Cosmopterix io is a moth of the family Cosmopterigidae. It is known from Ecuador and Tamaulipas, Mexico.

Adults have been recorded in June and July.

==Description==

Male. Forewing length 3.3-3.9 mm. Head: frons shining pale golden metallic, vertex and neck tufts shining dark bronze brown with some reddish reflection, laterally lined white, collar shining dark bronze brown; labial palpus first segment very short, ochreous-grey, second segment two-thirds of the length of third, dark brown with white longitudinal lines laterally and ventrally, third segment white, lined dark brown laterally, extreme apex white; scape dorsally dark brown with a white anterior line, ventrally white, antenna shining dark brown with a white interrupted line from base to one-half with a short uninterrupted section at base, a subapical white section of seven segments, followed by a dark brown section of about twelve segments, apical three segments white.
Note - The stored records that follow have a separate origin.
//! Per-symbol dataset cache.

use std::collections::HashMap;
use std::rc::Rc;
use tracing::debug;

use super::generator::{generate_dataset, GeneratorConfig};
use super::object::SeriesDataset;

/// Lazily populated symbol -> dataset cache.
///
/// Datasets are generated on first reference to an unseen symbol and never
/// mutated afterwards; the same symbol always yields the same cached dataset
/// within a session.
pub struct DatasetStore {
    config: GeneratorConfig,
    datasets: HashMap<String, Rc<SeriesDataset>>,
}

impl Default for DatasetStore {
    fn default() -> Self {
        Self::new()
    }
}

impl DatasetStore {
    /// Create an empty store with the default generator configuration.
    pub fn new() -> Self {
        Self::with_config(GeneratorConfig::default())
    }

    /// Create an empty store with a custom generator configuration.
    pub fn with_config(config: GeneratorConfig) -> Self {
        Self { config, datasets: HashMap::new() }
    }

    /// Normalize a raw symbol: uppercase, trimmed.
    pub fn normalize(raw: &str) -> String {
        raw.trim().to_uppercase()
    }

    /// Resolve the dataset for `symbol`, synthesizing it on first reference.
    pub fn get_or_create(&mut self, symbol: &str) -> Rc<SeriesDataset> {
        let key = Self::normalize(symbol);

        if let Some(dataset) = self.datasets.get(&key) {
            return Rc::clone(dataset);
        }

        debug!("Generating dataset for {}", key);
        let dataset = Rc::new(generate_dataset(&key, &self.config));
        self.datasets.insert(key, Rc::clone(&dataset));
        dataset
    }

    /// Whether a dataset is already cached for `symbol`.
    pub fn contains(&self, symbol: &str) -> bool {
        self.datasets.contains_key(&Self::normalize(symbol))
    }

    /// Symbols with cached datasets, sorted alphabetically.
    pub fn known_symbols(&self) -> Vec<String> {
        let mut symbols: Vec<String> = self.datasets.keys().cloned().collect();
        symbols.sort();
        symbols
    }
}
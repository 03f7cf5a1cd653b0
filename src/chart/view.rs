//! UI-observable view state and per-slot transition handlers.
//!
//! `ChartView` holds the four state slots (symbol, indicator toggles, range
//! selector, custom bounds) and maps each slot transition onto exactly the
//! session operation it needs. Toggling an overlay never rebuilds the chart,
//! and switching symbols never recomputes the range window redundantly.

use tracing::debug;

use super::base::{format_price, format_volume, PRICE_DECIMALS};
use super::indicator::{legend_entries, LegendEntry, SmaPeriod, SmaToggles};
use super::range::{CustomBounds, RangeSelector};
use super::renderer::ChartRenderer;
use super::session::ChartSession;
use super::setting::ChartSettings;
use crate::market::{DatasetStore, GeneratorConfig, QuoteSummary};

/// The four UI-observable state slots.
#[derive(Debug, Clone, PartialEq)]
pub struct ViewState {
    pub symbol: String,
    pub toggles: SmaToggles,
    pub range: RangeSelector,
    pub custom: CustomBounds,
}

/// Interactive chart control: state slots plus the session they drive.
pub struct ChartView<R: ChartRenderer> {
    state: ViewState,
    session: ChartSession<R>,
}

impl<R: ChartRenderer> ChartView<R> {
    /// Create a view with default settings and show the default symbol.
    pub fn new(renderer: R) -> Self {
        Self::with_settings(renderer, ChartSettings::default())
    }

    /// Create a view from explicit settings and show the default symbol.
    pub fn with_settings(renderer: R, settings: ChartSettings) -> Self {
        let mut store = DatasetStore::with_config(GeneratorConfig {
            points: settings.dataset_points,
            ..Default::default()
        });
        for symbol in &settings.seeded_symbols {
            store.get_or_create(symbol);
        }

        let state = ViewState {
            symbol: DatasetStore::normalize(&settings.default_symbol),
            toggles: settings.default_toggles,
            range: settings.default_range,
            custom: CustomBounds::default(),
        };

        let mut session = ChartSession::with_store(renderer, store);
        session.switch_symbol(&state.symbol, &state.toggles, state.range, &state.custom);

        Self { state, session }
    }

    pub fn state(&self) -> &ViewState {
        &self.state
    }

    pub fn session(&self) -> &ChartSession<R> {
        &self.session
    }

    /// Select a ticker. Raw input is normalized (uppercase, trimmed);
    /// re-selecting the current symbol is a no-op.
    pub fn set_symbol(&mut self, raw: &str) {
        let symbol = DatasetStore::normalize(raw);
        if symbol == self.state.symbol {
            debug!("Symbol {} unchanged", symbol);
            return;
        }

        self.state.symbol = symbol;
        self.session.switch_symbol(
            &self.state.symbol,
            &self.state.toggles,
            self.state.range,
            &self.state.custom,
        );
    }

    /// Flip one SMA overlay on or off and reconcile the chart.
    pub fn toggle_sma(&mut self, period: SmaPeriod) {
        let active = self.state.toggles.toggle(period);
        debug!("{} {}", period, if active { "enabled" } else { "disabled" });
        self.session.sync_indicators(&self.state.toggles);
    }

    /// Set one SMA overlay state explicitly (checkbox semantics).
    pub fn set_sma(&mut self, period: SmaPeriod, active: bool) {
        self.state.toggles.set(period, active);
        self.session.sync_indicators(&self.state.toggles);
    }

    /// Select a range and replace the viewport outright.
    pub fn set_range(&mut self, range: RangeSelector) {
        self.state.range = range;
        self.session.apply_range(self.state.range, &self.state.custom);
    }

    /// Update the custom start date (empty text clears it) and re-apply the
    /// current range selection.
    pub fn set_custom_start(&mut self, text: &str) {
        self.state.custom.start = non_empty(text);
        self.session.apply_range(self.state.range, &self.state.custom);
    }

    /// Update the custom end date (empty text clears it) and re-apply the
    /// current range selection.
    pub fn set_custom_end(&mut self, text: &str) {
        self.state.custom.end = non_empty(text);
        self.session.apply_range(self.state.range, &self.state.custom);
    }

    /// Legend rows for the active overlays, in canonical order.
    pub fn legend(&self) -> Vec<LegendEntry> {
        legend_entries(&self.state.toggles)
    }

    /// Symbols with cached datasets, for the ticker picker.
    pub fn known_symbols(&self) -> Vec<String> {
        self.session.store().known_symbols()
    }

    /// Latest quote of the current dataset, for the header line.
    pub fn quote_summary(&self) -> Option<QuoteSummary> {
        self.session.active_dataset()?.quote_summary()
    }

    /// Formatted header line, e.g.
    /// `280.60 (-0.74%) O 282.75 H 283.87 L 280.51 C 280.60 Vol 528.5K`.
    pub fn header_line(&self) -> Option<String> {
        let quote = self.quote_summary()?;
        Some(format!(
            "{} ({:+.2}%) O {} H {} L {} C {} Vol {}",
            format_price(quote.close, PRICE_DECIMALS),
            quote.change_percent,
            format_price(quote.open, PRICE_DECIMALS),
            format_price(quote.high, PRICE_DECIMALS),
            format_price(quote.low, PRICE_DECIMALS),
            format_price(quote.close, PRICE_DECIMALS),
            format_volume(quote.volume),
        ))
    }
}

fn non_empty(text: &str) -> Option<String> {
    let trimmed = text.trim();
    if trimmed.is_empty() {
        None
    } else {
        Some(trimmed.to_string())
    }
}

#[cfg(test)]
mod tests {
    use super::*;
    use crate::chart::base::DAY_MS;
    use crate::chart::range::TimeWindow;
    use crate::chart::renderer::{MemoryRenderer, RenderOp};

    fn small_settings() -> ChartSettings {
        ChartSettings { dataset_points: 120, ..Default::default() }
    }

    fn view() -> ChartView<MemoryRenderer> {
        ChartView::with_settings(MemoryRenderer::new(), small_settings())
    }

    #[test]
    fn test_new_shows_default_symbol_with_default_range() {
        let view = view();

        assert_eq!(view.state().symbol, "IBM");
        assert_eq!(view.session().active_symbol(), Some("IBM"));
        assert_eq!(view.session().attached_smas(), vec![SmaPeriod::Sma50]);

        let (_, data_max) = view.session().active_dataset().unwrap().time_span().unwrap();
        let viewport = view.session().viewport().unwrap();
        assert_eq!(viewport.max, data_max);
        assert_eq!(viewport.min, data_max - 365 * DAY_MS);
    }

    #[test]
    fn test_seeded_symbols_are_cached_eagerly() {
        let view = view();
        assert_eq!(view.known_symbols(), vec!["AAPL", "GOOG", "IBM"]);
    }

    #[test]
    fn test_set_symbol_normalizes_and_switches() {
        let mut view = view();
        view.set_symbol("  aapl ");

        assert_eq!(view.state().symbol, "AAPL");
        assert_eq!(view.session().active_symbol(), Some("AAPL"));
        assert_eq!(view.session().renderer().live_count(), 1);
    }

    #[test]
    fn test_set_symbol_unchanged_is_noop() {
        let mut view = view();
        let id = view.session().instance_id().unwrap();

        view.set_symbol("ibm");
        assert_eq!(view.session().instance_id(), Some(id));
        assert_eq!(view.session().renderer().destroyed_count(), 0);
    }

    #[test]
    fn test_symbol_switch_preserves_user_viewport() {
        let mut view = view();

        let custom = TimeWindow { min: 123, max: 456 };
        let id = view.session().instance_id().unwrap();
        view.session.renderer_mut().set_viewport(id, custom, false);

        view.set_symbol("GOOG");
        assert_eq!(view.session().viewport(), Some(custom));
    }

    #[test]
    fn test_toggle_sma_reconciles_without_rebuild() {
        let mut view = view();
        let id = view.session().instance_id().unwrap();

        view.toggle_sma(SmaPeriod::Sma10);
        assert_eq!(view.session().attached_smas(), vec![SmaPeriod::Sma10, SmaPeriod::Sma50]);

        view.toggle_sma(SmaPeriod::Sma50);
        assert_eq!(view.session().attached_smas(), vec![SmaPeriod::Sma10]);

        // Same instance throughout: toggling never rebuilds the chart.
        assert_eq!(view.session().instance_id(), Some(id));
    }

    #[test]
    fn test_set_range_replaces_viewport() {
        let mut view = view();
        view.set_range(RangeSelector::OneMonth);

        let (_, data_max) = view.session().active_dataset().unwrap().time_span().unwrap();
        let viewport = view.session().viewport().unwrap();
        assert_eq!(viewport.min, data_max - 30 * DAY_MS);
        assert_eq!(view.state().range, RangeSelector::OneMonth);
    }

    #[test]
    fn test_partial_custom_bounds_keep_viewport() {
        let mut view = view();
        view.set_range(RangeSelector::Custom);
        let before = view.session().viewport();

        view.set_custom_start("2023-02-01");
        assert_eq!(view.session().viewport(), before);

        view.set_custom_end("2023-03-01");
        let after = view.session().viewport().unwrap();
        assert_ne!(Some(after), before);
    }

    #[test]
    fn test_clearing_custom_bound_is_silent() {
        let mut view = view();
        view.set_range(RangeSelector::Custom);
        view.set_custom_start("2023-02-01");
        view.set_custom_end("2023-03-01");
        let applied = view.session().viewport();

        view.set_custom_end("");
        assert_eq!(view.state().custom.end, None);
        assert_eq!(view.session().viewport(), applied);
    }

    #[test]
    fn test_many_switches_never_leak_instances() {
        let mut view = view();

        for symbol in ["AAPL", "GOOG", "MSFT", "IBM", "TSLA", "AAPL"] {
            view.set_symbol(symbol);
        }

        assert_eq!(view.session().renderer().live_count(), 1);
        let destroys = view
            .session()
            .renderer()
            .ops()
            .iter()
            .filter(|op| matches!(op, RenderOp::Destroy(_)))
            .count();
        assert_eq!(destroys, 6);
    }

    #[test]
    fn test_legend_tracks_toggles() {
        let mut view = view();
        view.toggle_sma(SmaPeriod::Sma10);

        let legend = view.legend();
        assert_eq!(legend.len(), 2);
        assert_eq!(legend[0].label, "SMA(10)");
        assert_eq!(legend[1].label, "SMA(50)");
    }

    #[test]
    fn test_quote_summary_present() {
        let view = view();
        let quote = view.quote_summary().unwrap();
        assert!(quote.high >= quote.low);
        assert!(quote.volume >= 100.0);
    }

    #[test]
    fn test_header_line_layout() {
        let view = view();
        let header = view.header_line().unwrap();
        assert!(header.contains("%) O "));
        assert!(header.contains(" Vol "));
    }
}
//! Error types for the chart engine.

use thiserror::Error;

/// Errors surfaced by the chart engine.
#[derive(Debug, Clone, PartialEq, Error)]
pub enum ChartError {
    /// The attached dataset has no points, so no time window can be computed.
    #[error("dataset has no points")]
    NoData,

    /// Externally supplied series data violated the dataset invariant.
    #[error("invalid series data: {0}")]
    InvalidData(String),
}
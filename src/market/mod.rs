//! Market data module: series datasets, synthetic generation, per-symbol cache.
//!
//! This module provides:
//! - `SeriesDataset` - Immutable OHLC + volume series with aligned timestamps
//! - `generate_dataset` - Daily random-walk data for symbols without a feed
//! - `DatasetStore` - Lazily populated symbol -> dataset cache

mod generator;
mod object;
mod store;

pub use generator::{generate_dataset, GeneratorConfig};
pub use object::{CandlePoint, LinePoint, QuoteSummary, SeriesDataset, VolumePoint};
pub use store::DatasetStore;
Thorax and tegulae shining dark bronze brown with reddish gloss, tegulae broadly lined pale golden metallic inwardly.

Legs: shining dark brown, tibiae foreleg and midleg ochreous-grey, tibia of hindleg shining brownish golden, foreleg with a white line on tibia and tarsal segments one and two, segment four with a white apical ring, segment five entirely white, tibia of midleg with silver metallic oblique basal and medial streaks with bluish gloss and a white apical ring, tarsal segment one with a white longitudinal line and apical ring, segment two and four with white apical rings, segment five entirely white, tibia of hindleg with a silver metallic basal streak and medial and subapical rings, all with bluish gloss, the apical ring white, tarsal segments one to three with white apical rings, segments four and five entirely white, spurs dark brown, distally lighter. Forewing shining dark brown with reddish gloss, at one-fifth three short silver metallic streaks with bluish reflection in a row, a subcostal, a medial just above fold and half the length of the subcostal and a subdorsal, about as long as the subcostal but slightly further from base, a narrow tubercular silver metallic medial fascia with greenish and purplish reflections in the middle, perpendicular at dorsum, at two-thirds a tubercular silver metallic dorsal spot with bluish reflection, on costa at three-quarters, a tubercular pale golden costal spot, smaller than the dorsal spot and edged by a narrow white costal streak, apical line as two silver metallic spots with bluish reflection in the middle of the apical area and a broad white spot in the cilia at apex, cilia dark brown, paler on dorsum towards base. Hindwing shining dark greyish brown, cilia dark brown.

Underside: forewing shining dark greyish brown with the white costal streak and apical spot distinctly visible, hindwing greyish brown. Abdomen dorsally shining ochreous-brown with golden gloss, ventrally shining dark greyish brown, segments broadly banded shining white posteriorly, anal tuft shining greyish-brown.

==Etymology==
The species is named after Io, a moon of Jupiter. To be treated as a noun in apposition.